As noted by Fred Hickey on Twitter this week, other sentiment indicators for precious metals in the form of the Daily Sentiment Index ((DSI)) and Hulbert Gold Newsletter Sentiment Index (HGNSI) are all looking as bearish as we saw in the late November sell-off.

Sentiment for gold getting very negative(bullish for gold). Gold DSI 23. Went as low as 14 in late-Nov. before 5-week, $170 gold rally. DSI above 90 at early-August top. Hulbert HGNSI went negative few weeks ago, recent Kitco poll found bears outnumbering bulls 5 to 1 (continued) / Fred Hickey, Twitter

Indeed, gold is a hated asset class right now.

Turning to the technicals, there is plenty of long-term support at the current $1,750-$1,800 levels.


Shorter-term, we are still consolidating but there is decent support at $1,750. A breakdown to the lower trend line is of course a possibility, but in my eyes would be nothing more than another excellent opportunity to accumulate at even lower prices.

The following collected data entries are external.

//! # Core Packet Components
//!
//! Packet representation, wire encoding and stream framing.
//!
//! ## Components
//! - **Packet**: owned and borrowed packets, the 12-byte header, encode/decode
//! - **Codec**: Tokio codec for framing packets over byte streams
//! - **Options**: reserved option byte for the protocol layer above
//!
//! ## Wire Format
//! ```text
//! [OpLen(4)] [KeyLen(4)] [ValueLen(4)] [Operation] [Key] [Value]
//! ```
//!
//! ## Security
//! - Header presence checked before any length is read
//! - Declared total summed without overflow and checked before slicing
//! - Stream codec rejects oversized packets from the header alone

pub mod codec;
pub mod options;
pub mod packet;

The culprit of this continued correction in gold after a stellar first half of 2020 has been rising real rates. Particularly since November, we have seen nominal rates on the long end of the curve rocket upwards. As inflation is yet to sufficiently follow suit, when nominal yields rise faster than inflation, real yields will rise. Real yields and gold have the perfect inverse correlation (but of course you all knew that already).

Source: St. Louis Fed

Given the huge push to fiscal support going forward and the ever expanding federal deficit, we all know the bullish case for precious metals. The upside for yields relative to the upside in inflation is now clearly skewed towards inflation. The move to fiscal dominance likely means an eventual move toward outright yield curve control or some other form of financial repression in order to keep real yields negative to allow the government to fund said deficit. Negative real yields are gold's best friend and likely do not pose as much of a threat going forward as in the past 12 months.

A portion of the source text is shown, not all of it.